◆ Goal of the exercise:
Collect every line in the records below that contains the word "ConnectionRegistry".
--- Data provided Enclosed Below ---
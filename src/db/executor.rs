//! Query execution pipeline.
//!
//! `run` is the single entry point for ad-hoc SQL:
//!
//! 1. resolve the connection's live state,
//! 2. route lone BEGIN/COMMIT/ROLLBACK statements to the coordinator,
//! 3. apply the auto-commit policy,
//! 4. dispatch to the backend adapter and normalize the result,
//! 5. on failure inside a transaction, roll back automatically.
//!
//! The connection's lock is held across all of it, so two runs on the same
//! connection never interleave.

use crate::db::adapter::{self, RawResult, TxEnd};
use crate::db::registry::ConnectionRegistry;
use crate::db::statement;
use crate::db::transaction::{AutoCommitPolicy, TransactionCoordinator};
use crate::error::{DbError, DbResult};
use crate::models::{QueryResult, RunOutcome, TxCommand};
use std::sync::Arc;
use tokio::sync::RwLock;
use tracing::{debug, warn};

#[derive(Debug, Clone)]
pub struct QueryExecutor {
    registry: ConnectionRegistry,
    coordinator: TransactionCoordinator,
    /// The single retained result; replaced by every tabular run.
    last_result: Arc<RwLock<Option<Arc<QueryResult>>>>,
}

impl QueryExecutor {
    pub fn new(registry: ConnectionRegistry, coordinator: TransactionCoordinator) -> Self {
        Self {
            registry,
            coordinator,
            last_result: Arc::new(RwLock::new(None)),
        }
    }

    /// Run `sql` on `connection_id` under `policy`.
    ///
    /// `connection_id` is `None` when no connection is configured as active.
    pub async fn run(
        &self,
        sql: &str,
        connection_id: Option<&str>,
        policy: AutoCommitPolicy,
    ) -> DbResult<RunOutcome> {
        let connection_id = connection_id.ok_or(DbError::NoActiveConnection)?;
        let shared = self
            .registry
            .get_state(connection_id)
            .await
            .ok_or_else(|| DbError::connection_not_live(connection_id))?;
        let mut state = shared.lock().await;
        if !state.is_live() {
            return Err(DbError::connection_not_live(connection_id));
        }

        if let Some(command) = statement::transaction_control(sql, state.db_type()) {
            let changed = match command {
                TxCommand::Begin => self.coordinator.begin_locked(&mut state).await?,
                TxCommand::Commit => {
                    self.coordinator
                        .end_locked(&mut state, TxEnd::Commit)
                        .await?
                }
                TxCommand::Rollback => {
                    self.coordinator
                        .end_locked(&mut state, TxEnd::Rollback)
                        .await?
                }
            };
            return Ok(RunOutcome::Transaction { command, changed });
        }

        if policy.should_begin(state.in_transaction(), sql) {
            debug!(connection_id = %connection_id, policy = %policy, "Opening implicit transaction");
            self.coordinator.begin_locked(&mut state).await?;
        }

        debug!(
            connection_id = %connection_id,
            in_transaction = state.in_transaction(),
            sql = %sql,
            "Executing statement"
        );
        let executed = match state.active_handle() {
            Ok(handle) => adapter::execute(handle, sql).await,
            Err(e) => Err(e),
        };

        let raw = match executed {
            Ok(raw) => raw,
            // Covers a transaction the policy opened just above for this
            // statement too. Leaving it open would strand an empty
            // transaction the user never asked for.
            Err(query_err) if state.in_transaction() => {
                warn!(
                    connection_id = %connection_id,
                    uncommitted = state.uncommitted_count(),
                    error = %query_err,
                    "Statement failed inside transaction; rolling back"
                );
                let rollback = self
                    .coordinator
                    .end_locked(&mut state, TxEnd::Rollback)
                    .await;
                return Err(DbError::query_rolled_back(query_err, rollback.err()));
            }
            Err(query_err) => return Err(query_err),
        };

        if state.in_transaction() {
            state.record_statement();
            self.registry.notify_changed();
        }
        drop(state);

        match raw {
            RawResult::Tabular(result) => {
                let result = Arc::new(result);
                *self.last_result.write().await = Some(Arc::clone(&result));
                Ok(RunOutcome::Rows(result))
            }
            RawResult::Command {
                verb,
                rows_affected,
                execution_time_ms,
            } => Ok(RunOutcome::Command {
                verb,
                rows_affected,
                execution_time_ms,
            }),
        }
    }

    /// The most recent tabular result, if any.
    pub async fn last_result(&self) -> Option<Arc<QueryResult>> {
        self.last_result.read().await.clone()
    }

    pub fn registry(&self) -> &ConnectionRegistry {
        &self.registry
    }

    pub fn coordinator(&self) -> &TransactionCoordinator {
        &self.coordinator
    }
}

#[cfg(test)]
mod tests {
    use super::*;
    use crate::models::ConnectionProfile;
    use tempfile::NamedTempFile;

    async fn setup() -> QueryExecutor {
        let path = NamedTempFile::new().unwrap().into_temp_path().keep().unwrap();
        let registry = ConnectionRegistry::default();
        registry
            .connect(&ConnectionProfile::sqlite("db", path.to_string_lossy()))
            .await
            .unwrap();
        let coordinator = TransactionCoordinator::new(registry.clone());
        QueryExecutor::new(registry, coordinator)
    }

    async fn tx_state(executor: &QueryExecutor) -> (bool, u64) {
        let shared = executor.registry().get_state("db").await.unwrap();
        let state = shared.lock().await;
        (state.in_transaction(), state.uncommitted_count())
    }

    #[tokio::test]
    async fn test_no_active_connection() {
        let executor = setup().await;
        let err = executor
            .run("SELECT 1", None, AutoCommitPolicy::Auto)
            .await
            .unwrap_err();
        assert!(matches!(err, DbError::NoActiveConnection));
    }

    #[tokio::test]
    async fn test_connection_not_live() {
        let executor = setup().await;
        let err = executor
            .run("SELECT 1", Some("elsewhere"), AutoCommitPolicy::Auto)
            .await
            .unwrap_err();
        assert!(matches!(err, DbError::ConnectionNotLive { .. }));
    }

    #[tokio::test]
    async fn test_dml_is_not_retained() {
        let executor = setup().await;
        let auto = AutoCommitPolicy::Auto;
        executor
            .run("CREATE TABLE t (id INTEGER)", Some("db"), auto)
            .await
            .unwrap();
        let outcome = executor
            .run("INSERT INTO t VALUES (1)", Some("db"), auto)
            .await
            .unwrap();
        assert_eq!(
            outcome.message(),
            "INSERT executed successfully, 1 row(s) affected"
        );
        assert!(executor.last_result().await.is_none());

        executor.run("SELECT * FROM t", Some("db"), auto).await.unwrap();
        assert_eq!(executor.last_result().await.unwrap().row_count(), 1);
    }

    #[tokio::test]
    async fn test_smart_policy_only_opens_for_writes() {
        let executor = setup().await;
        executor
            .run("CREATE TABLE t (id INTEGER)", Some("db"), AutoCommitPolicy::Auto)
            .await
            .unwrap();

        executor
            .run("SELECT * FROM t", Some("db"), AutoCommitPolicy::Smart)
            .await
            .unwrap();
        assert_eq!(tx_state(&executor).await, (false, 0));

        executor
            .run("UPDATE t SET id = 2", Some("db"), AutoCommitPolicy::Smart)
            .await
            .unwrap();
        assert_eq!(tx_state(&executor).await, (true, 1));
    }

    #[tokio::test]
    async fn test_transaction_statements_are_routed() {
        let executor = setup().await;
        let outcome = executor
            .run("BEGIN;", Some("db"), AutoCommitPolicy::Auto)
            .await
            .unwrap();
        assert!(matches!(
            outcome,
            RunOutcome::Transaction {
                command: TxCommand::Begin,
                changed: true
            }
        ));
        // The coordinator, not the driver, saw the BEGIN: no count
        assert_eq!(tx_state(&executor).await, (true, 0));

        executor
            .run("rollback", Some("db"), AutoCommitPolicy::Auto)
            .await
            .unwrap();
        assert_eq!(tx_state(&executor).await, (false, 0));
    }

    #[tokio::test]
    async fn test_failure_outside_transaction_is_bare() {
        let executor = setup().await;
        let err = executor
            .run("SELEC oops", Some("db"), AutoCommitPolicy::Auto)
            .await
            .unwrap_err();
        assert!(matches!(err, DbError::Query { .. }));
    }

    #[tokio::test]
    async fn test_failure_in_implicit_transaction_rolls_back() {
        let executor = setup().await;
        let err = executor
            .run("INSERT INTO missing VALUES (1)", Some("db"), AutoCommitPolicy::Off)
            .await
            .unwrap_err();
        assert!(matches!(err, DbError::QueryRolledBack { .. }));
        assert_eq!(tx_state(&executor).await, (false, 0));
    }
}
--- End of Enclosed Data provided ---
◆ Exercise answer:
use crate::db::registry::ConnectionRegistry;
    registry: ConnectionRegistry,
    pub fn new(registry: ConnectionRegistry, coordinator: TransactionCoordinator) -> Self {
    pub fn registry(&self) -> &ConnectionRegistry {
        let registry = ConnectionRegistry::default();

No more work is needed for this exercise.